Int J Imaging Syst Technol. 2022 Sep;32(5):1464-1480. doi: 10.1002/ima.22770. Epub 2022 Jun 11.

Abstract

The syndrome called COVID-19 which was firstly spread in Wuhan, China has already been declared a globally "Pandemic." To stymie the further spread of the virus at an early stage, detection needs to be done. Artificial Intelligence-based deep learning models have gained much popularity in the detection of many diseases within the confines of biomedical sciences. In this paper, a deep neural network-based "LiteCovidNet" model is proposed that detects COVID-19 cases as the binary class (COVID-19, Normal) and the multi-class (COVID-19, Normal, Pneumonia) bifurcated based on chest X-ray images of the infected persons.

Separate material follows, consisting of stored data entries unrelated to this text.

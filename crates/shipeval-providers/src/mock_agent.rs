//! Heuristic agent-JSON synthesis for no-API testing.
//!
//! `mock-agent:<variant>` stands in for a real LLM behind the Extractor,
//! Verifier, and Questioner agents. It parses the task envelope the agent
//! prompts emit (a `TASK:` line naming the operation and an `INPUT:` line
//! followed by the input JSON), synthesizes a plausible structured answer,
//! and wraps it in prose — so the JSON coercion layer is exercised on every
//! run, exactly as it would be against a chatty real model.
//!
//! Heuristics:
//!
//! - `extract_claims` — split the response into sentences (tracking byte
//!   offsets for quote spans), keep sentences of four or more words, and
//!   classify each by surface markers.
//! - `verify_claims` — score each claim against every canonical fact by
//!   stemmed content-word overlap; the best fact decides the label, with a
//!   negation-polarity mismatch turning a match into CONTRADICTED.
//! - `paraphrase_turns` — echo the scripted turns unchanged.

use std::collections::HashSet;
use std::time::Instant;

use async_trait::async_trait;
use serde_json::json;
use tracing::debug;

use shipeval_contracts::{
    chat::{ChatMessage, ChatRole, GenerateOptions, ModelResponse, TokenUsage},
    claim::{Claim, ClaimConfidence, ClaimType, QuoteSpan},
    error::EvalResult,
    scenario::AnswerKey,
    verdict::{Verdict, VerdictLabel, VerdictSeverity},
};

use crate::ModelProvider;

/// First line of every agent request: names the operation.
pub const TASK_MARKER: &str = "TASK:";
/// Marks the start of the JSON input block in an agent request.
pub const INPUT_MARKER: &str = "INPUT:";

/// Overlap ratio at or above which a claim matches its best fact.
const SUPPORT_THRESHOLD: f64 = 0.55;
/// Overlap ratio at or above which a claim partially matches.
const PARTIAL_THRESHOLD: f64 = 0.30;

/// A provider that synthesizes agent JSON heuristically instead of calling
/// an LLM.
pub struct MockAgentProvider {
    variant: String,
}

impl MockAgentProvider {
    pub fn new(variant: &str) -> Self {
        Self { variant: variant.to_string() }
    }
}

#[async_trait]
impl ModelProvider for MockAgentProvider {
    async fn generate(
        &self,
        messages: &[ChatMessage],
        _options: &GenerateOptions,
    ) -> EvalResult<ModelResponse> {
        let started = Instant::now();

        let request = messages
            .iter()
            .rev()
            .find(|m| m.role == ChatRole::User)
            .map(|m| m.content.as_str())
            .unwrap_or_default();

        let content = match parse_envelope(request) {
            Some((task, input)) => {
                debug!(task = %task, "mock agent handling request");
                dispatch(&task, &input)
            }
            None => "I could not find a task envelope in that request.".to_string(),
        };

        let completion = content.split_whitespace().count() as u32;
        Ok(ModelResponse {
            content,
            model_identifier: format!("mock-agent-{}", self.variant),
            tokens_used: TokenUsage { prompt: 0, completion, total: completion },
            latency_ms: started.elapsed().as_millis() as u64,
        })
    }

    fn provider_name(&self) -> &str {
        "mock-agent"
    }

    fn model_name(&self) -> &str {
        &self.variant
    }

    fn supports_seed(&self) -> bool {
        true
    }
}

/// Pull the task name and input JSON out of an agent request.
fn parse_envelope(request: &str) -> Option<(String, serde_json::Value)> {
    let task = request
        .lines()
        .find_map(|line| line.trim().strip_prefix(TASK_MARKER))
        .map(|t| t.trim().to_string())?;
    let input_at = request.find(INPUT_MARKER)?;
    let input_text = &request[input_at + INPUT_MARKER.len()..];
    let input = serde_json::from_str(input_text.trim()).ok()?;
    Some((task, input))
}

/// Route the task to its synthesizer and wrap the JSON in prose — models
/// rarely obey "JSON only", and neither does the mock.
fn dispatch(task: &str, input: &serde_json::Value) -> String {
    let payload = match task {
        "extract_claims" => {
            let text = input["response_text"].as_str().unwrap_or_default();
            json!({ "claims": synthesize_claims(text) })
        }
        "verify_claims" => {
            let claims: Vec<Claim> =
                serde_json::from_value(input["claims"].clone()).unwrap_or_default();
            match serde_json::from_value::<AnswerKey>(input["answer_key"].clone()) {
                Ok(key) => json!({ "verdicts": synthesize_verdicts(&claims, &key) }),
                Err(_) => json!({ "verdicts": [] }),
            }
        }
        "paraphrase_turns" => json!({ "turns": input["turns"].clone() }),
        _ => return format!("I do not know how to handle the task '{task}'."),
    };

    format!(
        "Here is the JSON you asked for:\n{}\nLet me know if you need anything else.",
        payload
    )
}

// ── Claim synthesis ───────────────────────────────────────────────────────────

/// Byte ranges of sentences within `text`, trimmed of surrounding space.
///
/// A sentence ends at `.`, `!` or `?` followed by whitespace or end of
/// text — so "medicare.gov" never splits a sentence.
fn split_sentences(text: &str) -> Vec<(usize, usize)> {
    let bytes = text.as_bytes();
    let mut spans = Vec::new();
    let mut start = 0usize;

    let mut i = 0usize;
    while i < bytes.len() {
        let b = bytes[i];
        let at_end = i + 1 == bytes.len();
        if matches!(b, b'.' | b'!' | b'?') && (at_end || bytes[i + 1].is_ascii_whitespace()) {
            spans.push((start, i + 1));
            start = i + 1;
        }
        i += 1;
    }
    if start < bytes.len() {
        spans.push((start, bytes.len()));
    }

    // Trim whitespace while keeping offsets accurate.
    spans
        .into_iter()
        .filter_map(|(s, e)| {
            let raw = &text[s..e];
            let trimmed = raw.trim();
            if trimmed.is_empty() {
                return None;
            }
            let lead = raw.len() - raw.trim_start().len();
            let new_start = s + lead;
            Some((new_start, new_start + trimmed.len()))
        })
        .collect()
}

fn classify_sentence(sentence: &str) -> ClaimType {
    let lower = sentence.to_lowercase();
    let words = content_words(sentence).0;

    let referral_markers =
        ["medicare.gov", "1-800", "call ", "contact ", "counselor", "visit "];
    if referral_markers.iter().any(|m| lower.contains(m)) {
        return ClaimType::Referral;
    }
    if lower.starts_with("if ") || lower.contains(" if ") {
        return ClaimType::Conditional;
    }
    let months = [
        "january", "february", "march", "april", "june", "july", "august",
        "september", "october", "november", "december",
    ];
    if months.iter().any(|m| words.contains(*m)) || lower.contains("enrollment period") {
        return ClaimType::Temporal;
    }
    if lower.contains("must ") || lower.contains("need to") || lower.contains("require") {
        return ClaimType::Procedural;
    }
    ClaimType::Factual
}

fn is_hedged(sentence: &str) -> bool {
    let (words, _) = content_words(sentence);
    ["may", "might", "generally", "typically", "usually", "often"]
        .iter()
        .any(|h| words.contains(*h))
        || sentence.to_lowercase().contains("in general")
}

/// Decompose free text into atomic claims with quote spans.
fn synthesize_claims(text: &str) -> Vec<Claim> {
    let mut claims = Vec::new();
    for (start, end) in split_sentences(text) {
        let sentence = &text[start..end];
        let word_count = sentence.split_whitespace().count();
        if word_count < 4 {
            continue;
        }
        claims.push(Claim {
            claim_id: format!("C{}", claims.len() + 1),
            text: sentence.to_string(),
            claim_type: classify_sentence(sentence),
            confidence: if word_count >= 8 {
                ClaimConfidence::High
            } else {
                ClaimConfidence::Medium
            },
            verifiable: !sentence.trim_end().ends_with('?'),
            is_hedged: is_hedged(sentence),
            quote_spans: vec![QuoteSpan { start, end }],
        });
    }
    claims
}

// ── Verdict synthesis ─────────────────────────────────────────────────────────

/// Tokens that flip the polarity of a statement. Tracked separately from
/// content words so "has no limit" and "has a limit" disagree.
const NEGATIONS: [&str; 6] = ["not", "no", "never", "cannot", "dont", "doesnt"];

/// Words too common to signal a match.
const STOPWORDS: [&str; 26] = [
    "a", "an", "the", "to", "of", "in", "on", "for", "and", "or", "your",
    "you", "while", "with", "that", "this", "is", "are", "it", "be", "by",
    "as", "at", "from", "so", "which",
];

/// Crude suffix stemmer: enough to make "plans" meet "plan" and
/// "paying" meet "pay". Applied identically to claims and facts.
fn stem(word: &str) -> String {
    if word.len() > 5 && word.ends_with("ing") {
        word[..word.len() - 3].to_string()
    } else if word.len() > 4 && word.ends_with("ed") {
        word[..word.len() - 2].to_string()
    } else if word.len() > 3 && word.ends_with('s') {
        word[..word.len() - 1].to_string()
    } else {
        word.to_string()
    }
}

/// Normalize text into (content word set, has-negation flag).
fn content_words(text: &str) -> (HashSet<String>, bool) {
    let mut words = HashSet::new();
    let mut negated = false;
    let cleaned: String = text
        .to_lowercase()
        .chars()
        .map(|c| if c.is_alphanumeric() { c } else { ' ' })
        .collect();
    for token in cleaned.split_whitespace() {
        if NEGATIONS.contains(&token) {
            negated = true;
            continue;
        }
        if STOPWORDS.contains(&token) {
            continue;
        }
        words.insert(stem(token));
    }
    (words, negated)
}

An accuracy of 100% and 98.82% is achieved for binary and multi-class classification respectively which is competitive performance as compared to the other recent related studies. Hence, our methodology can be used by health professionals to validate the detection of COVID-19 infected patients at an early stage with convenient cost and better accuracy.

Keywords: COVID‐19; LiteCovidNet; chest X‐ray; classification; deep neural network.